In the previous three posts in the How They Work (In Plain English!) series, we went through a high-level overview of machine learning and took a deep dive into two key categories of supervised learning algorithms — linear and tree-based models — and the most popular unsupervised learning technique, clustering. Today, we’ll dive into a second key unsupervised learning technique — dimensionality reduction.
As a reminder, unsupervised learning refers to inferring underlying patterns from an unlabeled dataset without any reference to labeled outcomes or predictions. Clustering refers to the process of automatically grouping together data points with similar characteristics and assigning them to “clusters.” Dimensionality reduction, on the other hand, refers to a set of techniques that reduces the dimensionality — or, number of features — in your dataset. Let’s take a closer look.
Why Do We Need to Reduce Dimensionality?
It may be tempting to just throw as many features as possible into your model (more data is better, right?), but it’s very important to understand the shortcomings that go along with including too many features in your model.

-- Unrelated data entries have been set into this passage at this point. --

//! Data source identification and data file discovery
//!
//! GHCN-M v4 releases are published as dated files, e.g.
//! `ghcnm.tavg.v4.0.1.20200118.qcu.dat`. A data directory may hold several
//! releases of each source; the newest release date wins.

use crate::constants::{DATA_DIR_NAME, FALLBACK_DATA_DIR, data_sources};
use crate::error::{Result, TrendsError};
use regex::Regex;
use serde::{Deserialize, Serialize};
use std::fmt;
use std::path::{Path, PathBuf};
use std::str::FromStr;
use tracing::debug;

/// GHCN-M monthly quality-control variants
#[derive(Debug, Clone, Copy, PartialEq, Eq, Hash, Serialize, Deserialize)]
pub enum DataSource {
    /// Quality controlled, unadjusted
    Qcu,
    /// Quality controlled, adjusted
    Qcf,
    /// Quality controlled, adjusted and estimated
    Qfe,
}

impl DataSource {
    pub const ALL: [DataSource; 3] = [DataSource::Qcu, DataSource::Qcf, DataSource::Qfe];

    pub fn id(&self) -> &'static str {
        match self {
            DataSource::Qcu => data_sources::QCU_ID,
            DataSource::Qcf => data_sources::QCF_ID,
            DataSource::Qfe => data_sources::QFE_ID,
        }
    }

    /// Human readable description used in chart titles
    pub fn description(&self) -> &'static str {
        match self {
            DataSource::Qcu => data_sources::QCU_DESC,
            DataSource::Qcf => data_sources::QCF_DESC,
            DataSource::Qfe => data_sources::QFE_DESC,
        }
    }

    /// File name suffix (`qcu`, `qcf`, `qfe`)
    pub fn suffix(&self) -> &'static str {
        match self {
            DataSource::Qcu => "qcu",
            DataSource::Qcf => "qcf",
            DataSource::Qfe => "qfe",
        }
    }

    pub fn file_pattern(&self) -> String {
        data_sources::FILE_PATTERN.replace("{}", self.suffix())
    }
}

impl fmt::Display for DataSource {
    fn fmt(&self, f: &mut fmt::Formatter<'_>) -> fmt::Result {
        f.write_str(self.id())
    }
}

impl FromStr for DataSource {
    type Err = TrendsError;

    /// Accepts `GHCN_QCU` style identifiers or the bare suffix, in any case
    fn from_str(s: &str) -> Result<Self> {
        let normalized = s.trim().to_ascii_lowercase();
        let suffix = normalized.strip_prefix("ghcn_").unwrap_or(&normalized);
        DataSource::ALL
            .into_iter()
            .find(|source| source.suffix() == suffix)
            .ok_or_else(|| TrendsError::UnknownDataSource {
                name: s.to_string(),
            })
    }
}

/// Default directory holding GHCN-M data files
pub fn default_data_dir() -> PathBuf {
    dirs::data_dir()
        .map(|dir| dir.join(DATA_DIR_NAME))
        .filter(|dir| dir.exists())
        .unwrap_or_else(|| PathBuf::from(FALLBACK_DATA_DIR))
}

/// Find the newest data file for `source` inside `data_dir`
pub fn resolve_data_file(data_dir: &Path, source: DataSource) -> Result<PathBuf> {
    if !data_dir.is_dir() {
        return Err(TrendsError::config(format!(
            "data directory not found: {}",
            data_dir.display()
        )));
    }

    let escaped_dir = glob::Pattern::escape(&data_dir.to_string_lossy());
    let pattern = Path::new(&escaped_dir).join(source.file_pattern());
    let pattern = pattern.to_string_lossy();
    debug!("Searching for {} data files matching {}", source, pattern);

    let release_date = Regex::new(r"\.(\d{8})\.[a-z]{3}\.dat$")
        .map_err(|e| TrendsError::config(format!("invalid release pattern: {}", e)))?;

    let mut candidates: Vec<(String, PathBuf)> = glob::glob(&pattern)
        .map_err(|e| TrendsError::config(format!("invalid file pattern '{}': {}", pattern, e)))?
        .filter_map(|entry| entry.ok())
        .filter(|path| path.is_file())
        .map(|path| {
            let name = path
                .file_name()
                .map(|n| n.to_string_lossy().into_owned())
                .unwrap_or_default();
            let date = release_date
                .captures(&name)
                .map(|caps| caps[1].to_string())
                .unwrap_or_default();
            (date, path)
        })
        .collect();

    candidates.sort();
    candidates.pop().map(|(_, path)| path).ok_or_else(|| {
        TrendsError::config(format!(
            "no {} data file matching '{}' in {}",
            source,
            source.file_pattern(),
            data_dir.display()
        ))
    })
}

These shortcomings are collectively known as the curse of dimensionality.
The key downfalls associated with having very high-dimensional datasets include:
- More data necessary – In order to ensure that every combination of features is well represented in our dataset, we’d need more records of data.
- Overfitting – The more features a model is trained on, the more complex our model becomes and the more we risk poor assumptions and potentially fitting to outliers.
- Long training times – Larger input datasets mean more computational complexity during model training and longer training times.
- Storage consumption – Larger datasets require more storage space.
We can try to get more data or more powerful machines with larger storage capacity, but this is not always possible or sufficient to solve the problem.
Dimensionality Reduction in Action: Practical Examples
Let’s imagine we’re going to build a model to predict how much money an individual customer will spend at our store — Willy Wonka’s Candy — this week. We have a large dataset with customer demographics as well as information on how much they spent on all of the candies at our store last week.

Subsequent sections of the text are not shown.